Agent Platform 2.0 is the next-generation Kore.ai platform for designing, deploying, and operating intelligent agent systems.
The platform unifies conversational AI and agentic AI under a single programming model, so a single agent definition can combine deterministic workflows with autonomous reasoning.
Agent definitions are authored in Agent Blueprint Language (ABL), compiled to a portable intermediate representation, and executed by a single runtime that handles orchestration, observability, governance, and scale.
Key Capabilities
Agent Platform 2.0 introduces five capabilities that together change how enterprise agents are built and operated.
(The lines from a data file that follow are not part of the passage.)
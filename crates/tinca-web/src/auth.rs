//! Bearer tokens: HS256 JWT issuance and the `AuthUser` extractor

use crate::response::ApiError;
use crate::state::AppState;
use axum::extract::FromRequestParts;
use axum::http::header::AUTHORIZATION;
use axum::http::request::Parts;
use jsonwebtoken::{decode, encode, Algorithm, DecodingKey, EncodingKey, Header, Validation};
use serde::{Deserialize, Serialize};
use tinca_core::models::UserInfo;

#[derive(Debug, Clone, PartialEq, Eq, Serialize, Deserialize)]
pub struct Claims {
    pub id: i64,
    pub username: String,
    pub iat: i64,
    pub exp: i64,
}

pub struct TokenIssuer {
    encoding: EncodingKey,
    decoding: DecodingKey,
    ttl_secs: i64,
}

impl TokenIssuer {
    pub fn new(secret: &str, ttl_secs: u64) -> Self {
        Self {
            encoding: EncodingKey::from_secret(secret.as_bytes()),
            decoding: DecodingKey::from_secret(secret.as_bytes()),
            ttl_secs: i64::try_from(ttl_secs).unwrap_or(i64::MAX),
        }
    }

    pub fn issue(&self, user: &UserInfo) -> Result<String, ApiError> {
        let iat = chrono::Utc::now().timestamp();
        let claims = Claims {
            id: user.id,
            username: user.username.clone(),
            iat,
            exp: iat.saturating_add(self.ttl_secs),
        };

        encode(&Header::new(Algorithm::HS256), &claims, &self.encoding)
            .map_err(|e| ApiError::Internal(format!("Failed to issue token: {e}")))
    }

    pub fn verify(&self, token: &str) -> Result<Claims, jsonwebtoken::errors::Error> {
        let validation = Validation::new(Algorithm::HS256);
        decode::<Claims>(token, &self.decoding, &validation).map(|data| data.claims)
    }
}

/// Authenticated caller, taken from `Authorization: Bearer <jwt>`
#[derive(Debug, Clone)]
pub struct AuthUser {
    pub id: i64,
    pub username: String,
}

impl FromRequestParts<AppState> for AuthUser {
    type Rejection = ApiError;

    async fn from_request_parts(parts: &mut Parts, state: &AppState) -> Result<Self, Self::Rejection> {
        let token = parts
            .headers
            .get(AUTHORIZATION)
            .and_then(|v| v.to_str().ok())
            .and_then(|v| v.strip_prefix("Bearer "))
            .filter(|t| !t.is_empty())
            .ok_or_else(|| ApiError::Unauthorized("Missing Authorization header".to_string()))?;

        let claims = state.tokens.verify(token).map_err(|e| {
            tracing::debug!(error = %e, path = %parts.uri.path(), "Token rejected");
            ApiError::Unauthorized("Invalid or expired token".to_string())
        })?;

        Ok(AuthUser {
            id: claims.id,
            username: claims.username,
        })
    }
}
| Capability | Description |
|---|
| Agent Blueprint Language (ABL) | A typed, schema-driven domain-specific language for defining agent behavior. ABL provides formal constructs for goals, tools, memory, guardrails, handoffs, and delegation. Definitions are compiled and validated rather than stitched together as framework glue code. |
| Arch AI | A built-in multi-agent system that drives the full agent lifecycle — design, build, test, deploy, observe, and optimize — with a direct connection to the ABL compiler and runtime. Arch AI authors and validates ABL on the user’s behalf, so agent creation does not require writing ABL by hand. |
| Reasoning-aware Observability | Native tracing across agent delegation chains. Every reasoning step, tool call, routing decision, and guardrail evaluation is captured as structured trace data, making agent behavior auditable for compliance and debugging. |
| Agent Lifecycle as Code | Agent definitions are immutable YAML artifacts that are Git-native, diffable, and reviewable in pull requests. Agents move through development, staging, pilot, and production environments with the same software practices used for application code. |
| AI-native Foundation | A re-architected runtime that delivers the same enterprise capabilities as Platform 1.0 with at least 50% lower infrastructure footprint. Horizontally scalable from the ground up, with multi-tier guardrails, circuit breakers, and rate limits built in. |
Architecture
The platform is organized into four planes that sit on a shared enterprise foundation. Builders interact with the Studio plane; the Compiler and Runtime planes execute agents; the Operations plane provides observability and governance. The platform connects to enterprise ecosystems — AI models, channels, data sources, and cloud or on-premise infrastructure — through pluggable adapters.
Key Components
Each component delivers a focused capability. Components communicate through ABL-defined contracts and shared runtime services.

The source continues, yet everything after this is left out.